Indonesia Expat
Observations

Education is Life

“Education is not preparation for life; education is life itself.” – John Dewey (1859 – 1952)

Psychologists will tell you that the first three years of one’s life are the most important. In terms of bonding with one’s mother, of having a healthy diet, learning to walk and talk, one can but agree.

But at the age of five or thereabouts, the expectation is that human babes leave the nest and go to this strange place called school. If we’re lucky, there is a mother figure in charge of the reception class for initiates. I was lucky with Mrs. Davies, even though I got pushed off the rocking horse on my first morning and got a bloodied nose.

Terry Collins aged 14 or so
Terry Collins aged 14 or so

Looking back on those few years, I can reflect on learning to play a musical instrument well – the descant recorder. I collected stamps so I knew where countries were on the map. I read about them from books I got from my local public library, where I also came to love adventure stories. As a member of my local Wolf Cub pack (junior boy scouts), I learned about the importance of social service because we’d take part in Bob-a-Job week. This meant going around our neighbourhoods and doing odd jobs such as mowing someone’s lawn or running errands to the shops in return for a ‘bob’, a shilling in pre-decimal money (and 5p in today’s currency).
Inevitably there came a time when life changed drastically: I sat the 11+, the school leaving exam. At that time in post-war Britain, there were two streams of schools: secondary moderns, where students were prepared for life as workers, and grammar schools, where bright students were groomed for tertiary education and an adult life in charge of the workers.
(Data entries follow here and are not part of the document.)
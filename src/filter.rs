//! Date Range Filter - restricts orders to an inclusive purchase-date interval

use crate::model::{Order, OrderItem, Payment};
use crate::store::OrderStore;
use chrono::{Months, NaiveDate};
use serde::Serialize;
use std::collections::HashSet;

/// Inclusive calendar-date interval. `start > end` is allowed and matches nothing.
#[derive(Debug, Clone, Copy, PartialEq, Eq, Serialize)]
pub struct DateRange {
    pub start: NaiveDate,
    pub end: NaiveDate,
}

impl DateRange {
    pub fn new(start: NaiveDate, end: NaiveDate) -> Self {
        Self { start, end }
    }

    pub fn is_empty(&self) -> bool {
        self.start > self.end
    }

    pub fn contains(&self, date: NaiveDate) -> bool {
        self.start <= date && date <= self.end
    }

    /// Move the start date by whole months, saturating at the calendar limits
    pub fn shift_start(&self, months: i32) -> Self {
        Self {
            start: shift_months(self.start, months),
            end: self.end,
        }
    }

    /// Move the end date by whole months, saturating at the calendar limits
    pub fn shift_end(&self, months: i32) -> Self {
        Self {
            start: self.start,
            end: shift_months(self.end, months),
        }
    }

    /// Keep both ends inside `bounds`
    pub fn clamp_to(&self, bounds: &DateRange) -> Self {
        Self {
            start: self.start.clamp(bounds.start, bounds.end),
            end: self.end.clamp(bounds.start, bounds.end),
        }
    }
}

fn shift_months(date: NaiveDate, months: i32) -> NaiveDate {
    let delta = Months::new(months.unsigned_abs());
    let shifted = if months >= 0 {
        date.checked_add_months(delta)
    } else {
        date.checked_sub_months(delta)
    };
    shifted.unwrap_or(date)
}

/// Orders that passed the date filter, with joined access to their
/// dependent rows through the store
pub struct FilteredOrders<'a, S: OrderStore + ?Sized> {
    store: &'a S,
    range: DateRange,
    orders: Vec<&'a Order>,
}

impl<'a, S: OrderStore + ?Sized> FilteredOrders<'a, S> {
    pub fn store(&self) -> &'a S {
        self.store
    }

    pub fn range(&self) -> DateRange {
        self.range
    }

    pub fn orders(&self) -> &[&'a Order] {
        &self.orders
    }

    pub fn len(&self) -> usize {
        self.orders.len()
    }

    pub fn is_empty(&self) -> bool {
        self.orders.is_empty()
    }

    pub fn order_ids(&self) -> HashSet<&'a str> {
        self.orders.iter().map(|o| o.order_id.as_str()).collect()
    }

    /// Items of the filtered orders, in order sequence
    pub fn items(&self) -> impl Iterator<Item = &'a OrderItem> + '_ {
        let store = self.store;
        self.orders
            .iter()
            .flat_map(move |order| store.items(&order.order_id).iter())
    }

    /// Payments of the filtered orders, in order sequence
    pub fn payments(&self) -> impl Iterator<Item = &'a Payment> + '_ {
        let store = self.store;
        self.orders
            .iter()
            .flat_map(move |order| store.payments(&order.order_id).iter())
    }
}

/// Every order whose purchase date lies in `range`, in source order.
/// Orders without a purchase timestamp never match.
pub fn filter<S: OrderStore + ?Sized>(store: &S, range: DateRange) -> FilteredOrders<'_, S> {
    let orders: Vec<&Order> = if range.is_empty() {
        Vec::new()
    } else {
        store
            .orders()
            .iter()
            .filter(|order| order.purchase_date().map_or(false, |d| range.contains(d)))
            .collect()
    };

    log::debug!(
        "Filter {}..={} kept {} of {} orders",
        range.start,
        range.end,
        orders.len(),
        store.orders().len()
    );

    FilteredOrders {
        store,
        range,
        orders,
    }
}

/// Earliest and latest purchase dates in the store
pub fn date_bounds<S: OrderStore + ?Sized>(store: &S) -> Option<DateRange> {
    let mut dates = store.orders().iter().filter_map(Order::purchase_date);
    let first = dates.next()?;
    let (min, max) = dates.fold((first, first), |(min, max), d| (min.min(d), max.max(d)));
    Some(DateRange::new(min, max))
}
I was one of those bright students, and have regretted it ever since – none of my former classmates were with me. Life became a matter of competition rather than the fostered co-operation of my elementary school years. At my elitist grammar school, with its carrot and stick regime, exam results were important if we were to achieve greatness. The top A stream students were groomed by being appointed school monitors and given free rein to boss we lesser mortals in grade C, my natural level. The ultimate prize was to have our names on the ‘Roll of Honour’ because we’d brought reflected glory by going on to a top notch university. My name isn’t there, thankfully. I resented the fact that I was expected to be someone I wasn’t and that I hadn’t been given the opportunity to discover who I was going to be.

So I became a teacher.

The word ‘education’ is derived from the Latin word ‘educare’ which means ‘to bring up’. The methodology decrees the acquisition of knowledge as provided by teachers through a school curriculum as determined by ‘authority’ (i.e. the government of the day and its bureaucracy). A simplistic term is schooling, which is the regimen used to train circus seals to honk horns and to clap with their flippers.

Another Latin word is ‘educere’ which means to ‘bring forth’, the drawing out and encouragement of individual talents and innate abilities developed both in and outside the classroom.

So how does this relate to Indonesia?

Education consultant Mark Heyward succinctly points out that “Indonesia’s education system was designed to provide the nation’s huge population with the basic skills of literacy and numeracy, religious piety and nationalistic values.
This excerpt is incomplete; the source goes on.